▶ _HOW TO COMPLETE THIS TASK_:
Set down exactly the lines of the listing below, please, beginning with the first and ending with the line that holds "request a time".
- - - -
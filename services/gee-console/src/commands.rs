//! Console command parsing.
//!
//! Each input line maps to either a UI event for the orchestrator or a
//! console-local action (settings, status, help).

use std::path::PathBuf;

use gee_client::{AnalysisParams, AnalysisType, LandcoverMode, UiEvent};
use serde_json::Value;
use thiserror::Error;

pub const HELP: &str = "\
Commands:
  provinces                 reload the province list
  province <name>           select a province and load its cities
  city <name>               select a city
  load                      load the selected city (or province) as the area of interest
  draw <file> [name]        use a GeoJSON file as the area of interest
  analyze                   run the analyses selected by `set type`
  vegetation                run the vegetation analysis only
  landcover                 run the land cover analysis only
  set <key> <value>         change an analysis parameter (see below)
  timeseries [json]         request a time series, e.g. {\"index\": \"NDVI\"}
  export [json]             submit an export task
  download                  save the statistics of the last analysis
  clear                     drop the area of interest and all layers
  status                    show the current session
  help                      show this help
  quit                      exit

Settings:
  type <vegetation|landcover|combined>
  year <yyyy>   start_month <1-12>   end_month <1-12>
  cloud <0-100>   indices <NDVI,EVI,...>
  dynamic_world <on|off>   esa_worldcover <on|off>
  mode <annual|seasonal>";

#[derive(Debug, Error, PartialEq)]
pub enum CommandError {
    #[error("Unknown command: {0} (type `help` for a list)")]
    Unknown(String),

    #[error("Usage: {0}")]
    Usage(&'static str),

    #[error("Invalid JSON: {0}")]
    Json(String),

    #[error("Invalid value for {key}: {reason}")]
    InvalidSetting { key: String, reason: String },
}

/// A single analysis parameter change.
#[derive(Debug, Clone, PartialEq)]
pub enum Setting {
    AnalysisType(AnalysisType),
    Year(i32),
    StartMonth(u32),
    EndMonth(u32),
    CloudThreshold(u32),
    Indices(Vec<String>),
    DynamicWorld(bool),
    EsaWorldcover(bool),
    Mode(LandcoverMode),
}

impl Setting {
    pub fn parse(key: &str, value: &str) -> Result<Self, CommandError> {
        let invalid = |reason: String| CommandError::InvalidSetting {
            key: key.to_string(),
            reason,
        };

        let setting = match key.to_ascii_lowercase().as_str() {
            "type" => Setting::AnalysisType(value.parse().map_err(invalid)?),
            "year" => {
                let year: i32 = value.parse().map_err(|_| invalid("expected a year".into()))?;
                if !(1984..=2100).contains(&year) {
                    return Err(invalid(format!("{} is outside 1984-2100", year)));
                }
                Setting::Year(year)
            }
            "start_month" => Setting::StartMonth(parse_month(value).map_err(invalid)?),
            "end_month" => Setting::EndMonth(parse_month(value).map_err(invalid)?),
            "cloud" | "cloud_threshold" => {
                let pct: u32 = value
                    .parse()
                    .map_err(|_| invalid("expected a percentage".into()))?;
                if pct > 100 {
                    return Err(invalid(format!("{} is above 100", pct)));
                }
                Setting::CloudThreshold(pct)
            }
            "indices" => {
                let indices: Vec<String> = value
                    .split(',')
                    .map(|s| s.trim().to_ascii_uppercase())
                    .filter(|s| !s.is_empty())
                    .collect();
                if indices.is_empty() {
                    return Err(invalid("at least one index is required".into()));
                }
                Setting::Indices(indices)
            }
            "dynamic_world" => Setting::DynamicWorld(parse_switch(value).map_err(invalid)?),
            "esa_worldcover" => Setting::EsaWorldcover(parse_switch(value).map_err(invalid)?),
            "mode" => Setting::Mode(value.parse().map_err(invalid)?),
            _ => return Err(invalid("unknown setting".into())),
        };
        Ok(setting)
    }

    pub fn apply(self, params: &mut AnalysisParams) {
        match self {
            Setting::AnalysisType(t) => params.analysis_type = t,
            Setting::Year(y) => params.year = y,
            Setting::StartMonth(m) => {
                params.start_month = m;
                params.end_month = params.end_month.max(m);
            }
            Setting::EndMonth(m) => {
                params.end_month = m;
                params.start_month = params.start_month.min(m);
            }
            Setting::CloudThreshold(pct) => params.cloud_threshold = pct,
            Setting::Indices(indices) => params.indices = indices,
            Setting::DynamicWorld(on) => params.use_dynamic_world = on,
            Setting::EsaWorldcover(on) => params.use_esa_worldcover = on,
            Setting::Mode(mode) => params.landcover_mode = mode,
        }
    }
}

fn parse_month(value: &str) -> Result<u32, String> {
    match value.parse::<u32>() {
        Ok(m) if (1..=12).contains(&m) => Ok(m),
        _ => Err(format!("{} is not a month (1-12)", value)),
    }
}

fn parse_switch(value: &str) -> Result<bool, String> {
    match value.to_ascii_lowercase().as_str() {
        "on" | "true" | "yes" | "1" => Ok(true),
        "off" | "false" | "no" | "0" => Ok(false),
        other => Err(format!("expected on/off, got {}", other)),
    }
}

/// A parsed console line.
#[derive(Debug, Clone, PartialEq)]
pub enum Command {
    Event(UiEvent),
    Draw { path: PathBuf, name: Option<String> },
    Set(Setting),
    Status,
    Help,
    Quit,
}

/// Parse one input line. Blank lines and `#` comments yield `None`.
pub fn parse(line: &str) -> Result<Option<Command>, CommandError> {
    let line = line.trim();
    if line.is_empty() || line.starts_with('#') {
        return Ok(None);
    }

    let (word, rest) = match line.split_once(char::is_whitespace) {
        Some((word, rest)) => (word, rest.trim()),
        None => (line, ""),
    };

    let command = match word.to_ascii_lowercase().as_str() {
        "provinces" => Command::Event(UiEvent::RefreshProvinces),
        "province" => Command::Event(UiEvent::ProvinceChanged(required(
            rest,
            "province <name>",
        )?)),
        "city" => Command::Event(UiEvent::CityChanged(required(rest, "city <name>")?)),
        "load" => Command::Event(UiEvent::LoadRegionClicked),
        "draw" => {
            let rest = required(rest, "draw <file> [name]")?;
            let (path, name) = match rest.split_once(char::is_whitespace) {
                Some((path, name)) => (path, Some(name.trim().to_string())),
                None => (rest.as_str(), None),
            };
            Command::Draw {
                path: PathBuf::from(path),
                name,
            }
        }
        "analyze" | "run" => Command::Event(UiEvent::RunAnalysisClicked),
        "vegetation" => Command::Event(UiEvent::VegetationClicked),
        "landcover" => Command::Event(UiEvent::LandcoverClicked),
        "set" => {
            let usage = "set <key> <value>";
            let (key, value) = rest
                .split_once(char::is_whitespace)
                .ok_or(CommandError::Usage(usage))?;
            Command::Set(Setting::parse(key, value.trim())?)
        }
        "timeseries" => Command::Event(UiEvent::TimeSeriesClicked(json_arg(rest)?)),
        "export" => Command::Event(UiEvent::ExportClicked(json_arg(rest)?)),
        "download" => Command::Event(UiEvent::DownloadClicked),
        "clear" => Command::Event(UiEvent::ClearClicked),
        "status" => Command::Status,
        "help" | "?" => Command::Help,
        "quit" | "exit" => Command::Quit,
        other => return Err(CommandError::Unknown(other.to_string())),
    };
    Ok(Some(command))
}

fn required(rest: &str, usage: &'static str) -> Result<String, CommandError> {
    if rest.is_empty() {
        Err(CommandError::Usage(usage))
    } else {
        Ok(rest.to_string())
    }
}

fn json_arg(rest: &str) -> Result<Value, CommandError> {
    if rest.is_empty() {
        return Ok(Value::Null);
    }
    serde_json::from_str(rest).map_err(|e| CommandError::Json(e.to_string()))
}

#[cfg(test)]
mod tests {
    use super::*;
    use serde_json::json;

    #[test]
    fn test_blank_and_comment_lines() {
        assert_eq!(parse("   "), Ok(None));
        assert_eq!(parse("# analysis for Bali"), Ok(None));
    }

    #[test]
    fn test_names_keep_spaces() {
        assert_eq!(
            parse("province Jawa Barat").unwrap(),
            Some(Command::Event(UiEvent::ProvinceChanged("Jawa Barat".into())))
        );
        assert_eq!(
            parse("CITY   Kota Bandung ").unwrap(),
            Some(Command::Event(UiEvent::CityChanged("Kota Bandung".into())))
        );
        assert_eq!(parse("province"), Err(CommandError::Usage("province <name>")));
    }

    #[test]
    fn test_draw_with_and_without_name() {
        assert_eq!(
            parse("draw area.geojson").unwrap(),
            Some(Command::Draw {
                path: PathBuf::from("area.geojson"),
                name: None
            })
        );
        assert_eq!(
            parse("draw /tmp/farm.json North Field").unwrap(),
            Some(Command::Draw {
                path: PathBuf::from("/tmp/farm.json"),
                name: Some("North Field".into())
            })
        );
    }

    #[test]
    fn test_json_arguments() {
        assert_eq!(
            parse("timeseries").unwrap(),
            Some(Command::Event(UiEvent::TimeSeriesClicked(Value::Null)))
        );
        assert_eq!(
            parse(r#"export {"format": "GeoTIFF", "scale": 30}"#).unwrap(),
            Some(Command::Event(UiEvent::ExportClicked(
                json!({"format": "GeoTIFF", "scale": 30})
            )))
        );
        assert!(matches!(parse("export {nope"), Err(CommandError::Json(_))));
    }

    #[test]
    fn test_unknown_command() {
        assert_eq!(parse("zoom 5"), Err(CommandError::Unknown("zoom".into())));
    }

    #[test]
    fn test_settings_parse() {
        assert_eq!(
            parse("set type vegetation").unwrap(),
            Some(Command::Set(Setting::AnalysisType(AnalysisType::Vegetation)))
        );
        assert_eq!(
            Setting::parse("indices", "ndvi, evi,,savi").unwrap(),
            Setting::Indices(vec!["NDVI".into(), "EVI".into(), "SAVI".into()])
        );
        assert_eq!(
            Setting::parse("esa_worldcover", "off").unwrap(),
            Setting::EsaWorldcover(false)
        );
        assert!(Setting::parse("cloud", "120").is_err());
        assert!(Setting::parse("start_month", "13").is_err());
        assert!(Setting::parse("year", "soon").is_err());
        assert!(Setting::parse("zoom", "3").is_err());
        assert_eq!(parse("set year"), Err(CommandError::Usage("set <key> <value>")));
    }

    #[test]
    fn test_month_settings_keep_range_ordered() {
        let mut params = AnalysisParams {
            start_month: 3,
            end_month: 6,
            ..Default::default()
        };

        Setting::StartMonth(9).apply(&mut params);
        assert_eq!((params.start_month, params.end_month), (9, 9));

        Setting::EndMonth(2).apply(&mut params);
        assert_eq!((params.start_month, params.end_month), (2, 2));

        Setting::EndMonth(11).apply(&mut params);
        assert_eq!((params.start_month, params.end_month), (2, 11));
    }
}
- - - -
▶ _OUTPUT FOR THIS EXERCISE_:
filename services/gee-console/src/commands.rs
//! Console command parsing.
//!
//! Each input line maps to either a UI event for the orchestrator or a
//! console-local action (settings, status, help).

use std::path::PathBuf;

use gee_client::{AnalysisParams, AnalysisType, LandcoverMode, UiEvent};
use serde_json::Value;
use thiserror::Error;

pub const HELP: &str = "\
Commands:
  provinces                 reload the province list
  province <name>           select a province and load its cities
  city <name>               select a city
  load                      load the selected city (or province) as the area of interest
  draw <file> [name]        use a GeoJSON file as the area of interest
  analyze                   run the analyses selected by `set type`
  vegetation                run the vegetation analysis only
  landcover                 run the land cover analysis only
  set <key> <value>         change an analysis parameter (see below)
  timeseries [json]         request a time series, e.g. {\"index\": \"NDVI\"}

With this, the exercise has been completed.